Data under study:
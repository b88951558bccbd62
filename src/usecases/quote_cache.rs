//! Quote Cache - Source Arbitration and Fan-out
//!
//! Holds the served quote per instrument plus the latest value seen
//! from each source, and decides which one is authoritative:
//!
//! - stream quotes win while the instrument's active source is `Stream`
//! - poll quotes are kept as the backstop and only served once the
//!   instrument has failed over to `Poll`
//! - nothing older than the served value ever replaces it
//!
//! Each instrument has its own lock; the map lock is only held to find
//! or insert an entry. Accepted quotes are handed to bounded queues for
//! callback dispatch and persistence; ingestion never waits on either.

use std::collections::HashMap;
use std::fmt;
use std::panic::{AssertUnwindSafe, catch_unwind};
use std::sync::Arc;
use std::sync::atomic::{AtomicU64, Ordering};
use std::time::Duration;

use chrono::{DateTime, Utc};
use parking_lot::{Mutex, RwLock};
use serde::Serialize;
use tokio::sync::mpsc;
use tokio::time::Instant;
use tokio_util::sync::CancellationToken;
use tracing::{debug, error, info, trace, warn};
use uuid::Uuid;

use crate::domain::quote::{InstrumentId, Quote, QuoteSource};
use crate::domain::state::{ConnectionState, DataSourceStatus, PollHealth};
use crate::ports::sinks::{IngestOutcome, PersistenceSink, QuoteSink};

/// Maximum number of queued quotes handed to callbacks in one batch.
const DISPATCH_BATCH: usize = 64;

/// Subscriber invoked for every accepted quote.
pub type QuoteCallback = Arc<dyn Fn(&Quote) -> anyhow::Result<()> + Send + Sync>;

type CallbackList = Arc<RwLock<Vec<(CallbackId, QuoteCallback)>>>;

/// Handle returned by `register_callback`.
#[derive(Debug, Clone, Copy, PartialEq, Eq, Hash)]
pub struct CallbackId(Uuid);

impl fmt::Display for CallbackId {
    fn fmt(&self, f: &mut fmt::Formatter<'_>) -> fmt::Result {
        self.0.fmt(f)
    }
}

#[derive(Debug)]
struct Entry {
    current: Option<Quote>,
    latest_poll: Option<Quote>,
    /// False until the first observation after creation or `clear_status`.
    tracked: bool,
    active_source: QuoteSource,
    failover_count: u64,
    last_failover_at: Option<DateTime<Utc>>,
    last_stream_update_at: Option<DateTime<Utc>>,
    last_stream_seen: Option<Instant>,
    last_poll_update_at: Option<DateTime<Utc>>,
}

impl Default for Entry {
    fn default() -> Self {
        Self {
            current: None,
            latest_poll: None,
            tracked: false,
            active_source: QuoteSource::Poll,
            failover_count: 0,
            last_failover_at: None,
            last_stream_update_at: None,
            last_stream_seen: None,
            last_poll_update_at: None,
        }
    }
}

#[derive(Debug, Default)]
struct Counters {
    applied: AtomicU64,
    retained: AtomicU64,
    stale: AtomicU64,
    rejected: AtomicU64,
    failovers: AtomicU64,
    callback_dropped: AtomicU64,
    persist_dropped: AtomicU64,
}

/// Snapshot of cache counters.
#[derive(Debug, Clone, Copy, Default, PartialEq, Eq, Serialize)]
pub struct CacheStats {
    pub applied: u64,
    pub retained: u64,
    pub stale: u64,
    pub rejected: u64,
    pub failovers: u64,
    /// Accepted quotes not delivered to callbacks because the queue was full.
    pub callback_dropped: u64,
    /// Accepted quotes not persisted because the queue was full.
    pub persist_dropped: u64,
}

/// Receiving ends of the fan-out queues, owned by the background tasks.
pub struct FanOutReceivers {
    pub callbacks: mpsc::Receiver<Quote>,
    pub persistence: Option<mpsc::Receiver<Quote>>,
}

/// Per-instrument quote store.
pub struct QuoteCache {
    entries: RwLock<HashMap<InstrumentId, Arc<Mutex<Entry>>>>,
    callbacks: CallbackList,
    callback_tx: mpsc::Sender<Quote>,
    persist_tx: Option<mpsc::Sender<Quote>>,
    counters: Counters,
}

impl QuoteCache {
    /// Build an empty cache and its fan-out queues.
    ///
    /// The persistence queue only exists when `persist_queue` is given.
    pub fn new(callback_queue: usize, persist_queue: Option<usize>) -> (Self, FanOutReceivers) {
        let (callback_tx, callback_rx) = mpsc::channel(callback_queue.max(1));
        let (persist_tx, persist_rx) = match persist_queue {
            Some(capacity) => {
                let (tx, rx) = mpsc::channel(capacity.max(1));
                (Some(tx), Some(rx))
            }
            None => (None, None),
        };
        (
            Self {
                entries: RwLock::new(HashMap::new()),
                callbacks: Arc::new(RwLock::new(Vec::new())),
                callback_tx,
                persist_tx,
                counters: Counters::default(),
            },
            FanOutReceivers {
                callbacks: callback_rx,
                persistence: persist_rx,
            },
        )
    }

    fn entry(&self, instrument_id: &str) -> Arc<Mutex<Entry>> {
        if let Some(entry) = self.entries.read().get(instrument_id) {
            return Arc::clone(entry);
        }
        let mut entries = self.entries.write();
        Arc::clone(entries.entry(instrument_id.to_string()).or_default())
    }

    fn existing(&self, instrument_id: &str) -> Option<Arc<Mutex<Entry>>> {
        self.entries.read().get(instrument_id).map(Arc::clone)
    }

    fn snapshot_entries(&self) -> Vec<(InstrumentId, Arc<Mutex<Entry>>)> {
        self.entries
            .read()
            .iter()
            .map(|(id, entry)| (id.clone(), Arc::clone(entry)))
            .collect()
    }

    /// Most recently confirmed value, regardless of source.
    pub fn get(&self, instrument_id: &str) -> Option<Quote> {
        self.existing(instrument_id)?.lock().current.clone()
    }

    /// Every instrument observed so far.
    pub fn instruments(&self) -> Vec<InstrumentId> {
        self.entries.read().keys().cloned().collect()
    }

    /// Arbitration record for one instrument, decorated with the given
    /// component states. `None` before the first observation.
    pub fn status(
        &self,
        instrument_id: &str,
        stream_state: ConnectionState,
        poll_health: PollHealth,
    ) -> Option<DataSourceStatus> {
        let entry = self.existing(instrument_id)?;
        let e = entry.lock();
        e.tracked.then(|| DataSourceStatus {
            active_source: e.active_source,
            stream_state,
            poll_health,
            last_failover_at: e.last_failover_at,
            failover_count: e.failover_count,
            last_stream_update_at: e.last_stream_update_at,
            last_poll_update_at: e.last_poll_update_at,
        })
    }

    /// Register a subscriber for accepted quotes.
    pub fn register_callback(&self, callback: QuoteCallback) -> CallbackId {
        let id = CallbackId(Uuid::new_v4());
        self.callbacks.write().push((id, callback));
        debug!(callback = %id, "Quote callback registered");
        id
    }

    /// Remove a subscriber. Returns whether it was registered.
    pub fn unregister_callback(&self, id: CallbackId) -> bool {
        let mut callbacks = self.callbacks.write();
        let before = callbacks.len();
        callbacks.retain(|(existing, _)| *existing != id);
        before != callbacks.len()
    }

    pub(crate) fn callback_list(&self) -> CallbackList {
        Arc::clone(&self.callbacks)
    }

    /// Fail over every stream-served instrument whose last stream update
    /// is at least `window` old. Returns the instruments that moved.
    pub fn fail_over_stale(&self, window: Duration, now: Instant) -> Vec<InstrumentId> {
        self.fail_over_where(|e| {
            e.last_stream_seen
                .is_none_or(|seen| now.saturating_duration_since(seen) >= window)
        })
    }

    /// Fail over every stream-served instrument (stream left `Subscribed`).
    pub fn fail_over_all(&self) -> Vec<InstrumentId> {
        self.fail_over_where(|_| true)
    }

    fn fail_over_where(&self, stale: impl Fn(&Entry) -> bool) -> Vec<InstrumentId> {
        let mut moved = Vec::new();
        for (id, entry) in self.snapshot_entries() {
            let mut e = entry.lock();
            if !e.tracked || e.active_source != QuoteSource::Stream || !stale(&e) {
                continue;
            }
            e.active_source = QuoteSource::Poll;
            e.failover_count += 1;
            e.last_failover_at = Some(Utc::now());
            self.counters.failovers.fetch_add(1, Ordering::Relaxed);

            let backstop = e
                .latest_poll
                .clone()
                .filter(|poll| e.current.as_ref().is_none_or(|cur| poll.supersedes(cur)));
            let served_backstop = backstop.is_some();
            if let Some(poll) = backstop {
                self.publish(&mut e, poll);
            }
            info!(
                instrument = %id,
                failover_count = e.failover_count,
                served_backstop,
                "Failed over to poll source"
            );
            moved.push(id);
        }
        moved
    }

    /// Forget arbitration state; served quotes are kept.
    pub fn clear_status(&self) {
        for (_, entry) in self.snapshot_entries() {
            let mut e = entry.lock();
            let current = e.current.take();
            *e = Entry {
                current,
                ..Entry::default()
            };
        }
    }

    /// Counter snapshot.
    pub fn stats(&self) -> CacheStats {
        let c = &self.counters;
        CacheStats {
            applied: c.applied.load(Ordering::Relaxed),
            retained: c.retained.load(Ordering::Relaxed),
            stale: c.stale.load(Ordering::Relaxed),
            rejected: c.rejected.load(Ordering::Relaxed),
            failovers: c.failovers.load(Ordering::Relaxed),
            callback_dropped: c.callback_dropped.load(Ordering::Relaxed),
            persist_dropped: c.persist_dropped.load(Ordering::Relaxed),
        }
    }

    /// Serve `quote` and enqueue it for fan-out. Caller holds the entry lock.
    fn publish(&self, entry: &mut Entry, quote: Quote) {
        if !self.callbacks.read().is_empty() && self.callback_tx.try_send(quote.clone()).is_err() {
            self.counters.callback_dropped.fetch_add(1, Ordering::Relaxed);
            trace!(instrument = %quote.instrument_id, "Callback queue full, update dropped");
        }
        if let Some(tx) = &self.persist_tx {
            if tx.try_send(quote.clone()).is_err() {
                self.counters.persist_dropped.fetch_add(1, Ordering::Relaxed);
                trace!(instrument = %quote.instrument_id, "Persistence queue full, update dropped");
            }
        }
        entry.current = Some(quote);
    }

    fn ingest_stream(&self, e: &mut Entry, quote: Quote) -> IngestOutcome {
        if e.current.as_ref().is_some_and(|cur| !quote.supersedes(cur)) {
            return IngestOutcome::Stale;
        }
        if e.active_source == QuoteSource::Poll {
            info!(instrument = %quote.instrument_id, "Stream recovered, serving stream quotes");
            e.active_source = QuoteSource::Stream;
        }
        e.last_stream_update_at = Some(Utc::now());
        e.last_stream_seen = Some(Instant::now());
        self.publish(e, quote);
        IngestOutcome::Applied
    }

    fn ingest_poll(&self, e: &mut Entry, quote: Quote) -> IngestOutcome {
        if e.latest_poll.as_ref().is_some_and(|prev| !quote.supersedes(prev)) {
            return IngestOutcome::Stale;
        }
        e.latest_poll = Some(quote.clone());
        e.last_poll_update_at = Some(Utc::now());

        if e.active_source == QuoteSource::Stream {
            return IngestOutcome::Retained;
        }
        if e.current.as_ref().is_some_and(|cur| !quote.supersedes(cur)) {
            return IngestOutcome::Stale;
        }
        self.publish(e, quote);
        IngestOutcome::Applied
    }
}

impl QuoteSink for QuoteCache {
    fn ingest(&self, quote: Quote) -> IngestOutcome {
        if !quote.value.is_valid() {
            self.counters.rejected.fetch_add(1, Ordering::Relaxed);
            debug!(instrument = %quote.instrument_id, value = ?quote.value, "Invalid quote rejected");
            return IngestOutcome::Rejected;
        }

        let entry = self.entry(&quote.instrument_id);
        let mut e = entry.lock();
        if !e.tracked {
            e.tracked = true;
            e.active_source = quote.source;
        }
        let outcome = match quote.source {
            QuoteSource::Stream => self.ingest_stream(&mut e, quote),
            QuoteSource::Poll => self.ingest_poll(&mut e, quote),
        };
        drop(e);

        let counter = match outcome {
            IngestOutcome::Applied => &self.counters.applied,
            IngestOutcome::Retained => &self.counters.retained,
            IngestOutcome::Stale => &self.counters.stale,
            IngestOutcome::Rejected => &self.counters.rejected,
        };
        counter.fetch_add(1, Ordering::Relaxed);
        outcome
    }
}

/// Deliver queued quotes to callbacks until cancelled, then hand the
/// receiver back so the manager can restart the dispatcher.
pub(crate) async fn run_callback_dispatcher(
    mut rx: mpsc::Receiver<Quote>,
    callbacks: CallbackList,
    cancel: CancellationToken,
) -> mpsc::Receiver<Quote> {
    let mut batch = Vec::with_capacity(DISPATCH_BATCH);
    loop {
        tokio::select! {
            biased;
            () = cancel.cancelled() => break,
            received = rx.recv_many(&mut batch, DISPATCH_BATCH) => {
                if received == 0 {
                    break;
                }
            }
        }
        deliver(std::mem::take(&mut batch), &callbacks).await;
    }

    while let Ok(quote) = rx.try_recv() {
        batch.push(quote);
    }
    if !batch.is_empty() {
        deliver(batch, &callbacks).await;
    }
    rx
}

async fn deliver(batch: Vec<Quote>, callbacks: &CallbackList) {
    let handlers = callbacks.read().clone();
    if handlers.is_empty() {
        return;
    }
    let joined = tokio::task::spawn_blocking(move || {
        for quote in &batch {
            for (id, callback) in &handlers {
                match catch_unwind(AssertUnwindSafe(|| callback(quote))) {
                    Ok(Ok(())) => {}
                    Ok(Err(e)) => {
                        warn!(callback = %id, instrument = %quote.instrument_id, error = %e, "Quote callback failed");
                    }
                    Err(_) => {
                        error!(callback = %id, instrument = %quote.instrument_id, "Quote callback panicked");
                    }
                }
            }
        }
    })
    .await;
    if let Err(e) = joined {
        error!(error = %e, "Callback dispatch task failed");
    }
}

/// Forward accepted quotes to the persistence sink until cancelled.
pub(crate) async fn run_persistence_drainer(
    mut rx: mpsc::Receiver<Quote>,
    sink: Arc<dyn PersistenceSink>,
    cancel: CancellationToken,
) -> mpsc::Receiver<Quote> {
    loop {
        tokio::select! {
            biased;
            () = cancel.cancelled() => break,
            next = rx.recv() => match next {
                Some(quote) => persist(sink.as_ref(), &quote).await,
                None => break,
            },
        }
    }
    while let Ok(quote) = rx.try_recv() {
        persist(sink.as_ref(), &quote).await;
    }
    rx
}

async fn persist(sink: &dyn PersistenceSink, quote: &Quote) {
    if let Err(e) = sink.upsert_quote(quote).await {
        warn!(instrument = %quote.instrument_id, error = %e, "Failed to persist quote");
    }
}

Work request: Return only the exact lines from the opening of the records through the line that contains "ever replaces it", both included.

Reply:
repository b88951558bccbd62
filename src/usecases/quote_cache.rs
//! Quote Cache - Source Arbitration and Fan-out
//!
//! Holds the served quote per instrument plus the latest value seen
//! from each source, and decides which one is authoritative:
//!
//! - stream quotes win while the instrument's active source is `Stream`
//! - poll quotes are kept as the backstop and only served once the
//!   instrument has failed over to `Poll`
//! - nothing older than the served value ever replaces it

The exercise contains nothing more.